● Records supplied:
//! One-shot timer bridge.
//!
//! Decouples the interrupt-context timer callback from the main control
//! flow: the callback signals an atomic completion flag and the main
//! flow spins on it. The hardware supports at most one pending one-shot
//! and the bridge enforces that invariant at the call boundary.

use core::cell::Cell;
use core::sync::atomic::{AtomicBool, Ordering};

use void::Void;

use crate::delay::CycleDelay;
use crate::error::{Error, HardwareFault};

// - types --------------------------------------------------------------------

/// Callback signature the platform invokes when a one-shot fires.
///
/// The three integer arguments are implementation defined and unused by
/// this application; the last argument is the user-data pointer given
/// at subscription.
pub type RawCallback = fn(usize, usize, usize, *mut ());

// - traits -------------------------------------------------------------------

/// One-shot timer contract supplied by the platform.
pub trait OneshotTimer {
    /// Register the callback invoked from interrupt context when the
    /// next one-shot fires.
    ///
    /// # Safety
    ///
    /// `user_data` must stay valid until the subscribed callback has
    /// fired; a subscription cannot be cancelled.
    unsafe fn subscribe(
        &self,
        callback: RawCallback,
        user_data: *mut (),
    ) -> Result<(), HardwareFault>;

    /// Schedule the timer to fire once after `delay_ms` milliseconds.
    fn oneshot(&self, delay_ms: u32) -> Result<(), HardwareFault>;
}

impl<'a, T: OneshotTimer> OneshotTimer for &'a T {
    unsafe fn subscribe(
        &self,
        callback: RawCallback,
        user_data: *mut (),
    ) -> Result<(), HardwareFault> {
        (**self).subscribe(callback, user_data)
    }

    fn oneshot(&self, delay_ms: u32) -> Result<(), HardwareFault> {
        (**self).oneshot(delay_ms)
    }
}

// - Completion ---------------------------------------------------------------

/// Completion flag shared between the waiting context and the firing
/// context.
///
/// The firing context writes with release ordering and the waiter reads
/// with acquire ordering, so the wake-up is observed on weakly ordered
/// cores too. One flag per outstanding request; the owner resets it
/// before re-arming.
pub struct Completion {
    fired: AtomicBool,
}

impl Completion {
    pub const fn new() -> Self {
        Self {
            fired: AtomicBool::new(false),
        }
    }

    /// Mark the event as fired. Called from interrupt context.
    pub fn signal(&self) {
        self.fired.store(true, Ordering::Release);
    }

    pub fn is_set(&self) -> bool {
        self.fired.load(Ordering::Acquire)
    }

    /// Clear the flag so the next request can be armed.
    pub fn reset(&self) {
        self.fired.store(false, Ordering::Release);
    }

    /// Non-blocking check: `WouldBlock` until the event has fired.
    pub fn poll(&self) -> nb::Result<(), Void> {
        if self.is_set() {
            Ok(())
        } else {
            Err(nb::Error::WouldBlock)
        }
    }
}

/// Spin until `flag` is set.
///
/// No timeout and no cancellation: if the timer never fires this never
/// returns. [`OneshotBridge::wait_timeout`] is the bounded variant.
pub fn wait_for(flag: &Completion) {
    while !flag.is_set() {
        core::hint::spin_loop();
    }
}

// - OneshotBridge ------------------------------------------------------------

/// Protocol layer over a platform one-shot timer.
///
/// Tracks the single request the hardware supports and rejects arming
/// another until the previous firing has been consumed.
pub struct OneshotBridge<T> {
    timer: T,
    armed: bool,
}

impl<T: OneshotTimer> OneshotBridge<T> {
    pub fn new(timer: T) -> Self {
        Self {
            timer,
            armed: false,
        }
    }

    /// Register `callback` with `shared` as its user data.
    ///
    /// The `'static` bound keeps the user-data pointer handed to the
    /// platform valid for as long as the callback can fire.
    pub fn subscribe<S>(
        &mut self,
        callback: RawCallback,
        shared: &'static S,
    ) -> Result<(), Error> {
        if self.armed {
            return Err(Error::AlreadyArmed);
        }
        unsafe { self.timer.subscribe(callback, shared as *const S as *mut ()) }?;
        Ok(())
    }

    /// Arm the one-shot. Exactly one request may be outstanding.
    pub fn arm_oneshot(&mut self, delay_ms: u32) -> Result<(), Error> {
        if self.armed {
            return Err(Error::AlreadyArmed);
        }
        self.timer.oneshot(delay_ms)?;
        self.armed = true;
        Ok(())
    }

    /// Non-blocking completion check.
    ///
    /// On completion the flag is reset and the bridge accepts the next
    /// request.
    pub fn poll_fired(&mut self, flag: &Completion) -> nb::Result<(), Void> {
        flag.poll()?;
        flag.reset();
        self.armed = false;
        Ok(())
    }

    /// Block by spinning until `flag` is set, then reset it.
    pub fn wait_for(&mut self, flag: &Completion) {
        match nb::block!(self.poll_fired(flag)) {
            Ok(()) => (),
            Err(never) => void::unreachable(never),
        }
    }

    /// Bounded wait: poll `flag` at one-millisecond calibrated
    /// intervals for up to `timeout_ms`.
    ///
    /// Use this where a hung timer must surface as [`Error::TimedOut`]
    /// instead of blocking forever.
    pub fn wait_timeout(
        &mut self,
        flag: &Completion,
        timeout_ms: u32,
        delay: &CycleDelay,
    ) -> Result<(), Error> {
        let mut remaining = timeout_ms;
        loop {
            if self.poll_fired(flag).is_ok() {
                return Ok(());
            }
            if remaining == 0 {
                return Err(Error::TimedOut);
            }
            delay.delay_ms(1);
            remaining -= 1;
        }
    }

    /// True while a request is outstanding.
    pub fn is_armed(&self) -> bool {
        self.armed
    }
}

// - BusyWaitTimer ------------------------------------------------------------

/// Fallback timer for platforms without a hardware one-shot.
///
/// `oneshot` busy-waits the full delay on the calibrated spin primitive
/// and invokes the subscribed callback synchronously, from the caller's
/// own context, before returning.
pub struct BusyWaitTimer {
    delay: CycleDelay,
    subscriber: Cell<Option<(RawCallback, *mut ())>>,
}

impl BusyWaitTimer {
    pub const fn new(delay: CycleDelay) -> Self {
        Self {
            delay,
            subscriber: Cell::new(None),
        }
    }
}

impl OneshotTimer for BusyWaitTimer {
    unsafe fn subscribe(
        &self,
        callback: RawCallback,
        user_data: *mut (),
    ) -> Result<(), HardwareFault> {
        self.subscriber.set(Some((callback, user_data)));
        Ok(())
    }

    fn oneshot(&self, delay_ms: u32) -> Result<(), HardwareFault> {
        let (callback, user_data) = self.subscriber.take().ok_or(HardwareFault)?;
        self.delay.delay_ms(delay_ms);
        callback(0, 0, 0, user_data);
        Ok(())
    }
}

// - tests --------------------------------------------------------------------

● Exercise aim:
If a line in the data above holds the string "context", copy it.

● Written reply:
//! Decouples the interrupt-context timer callback from the main control
    /// Register the callback invoked from interrupt context when the
/// Completion flag shared between the waiting context and the firing
/// context.
/// The firing context writes with release ordering and the waiter reads
    /// Mark the event as fired. Called from interrupt context.
/// own context, before returning.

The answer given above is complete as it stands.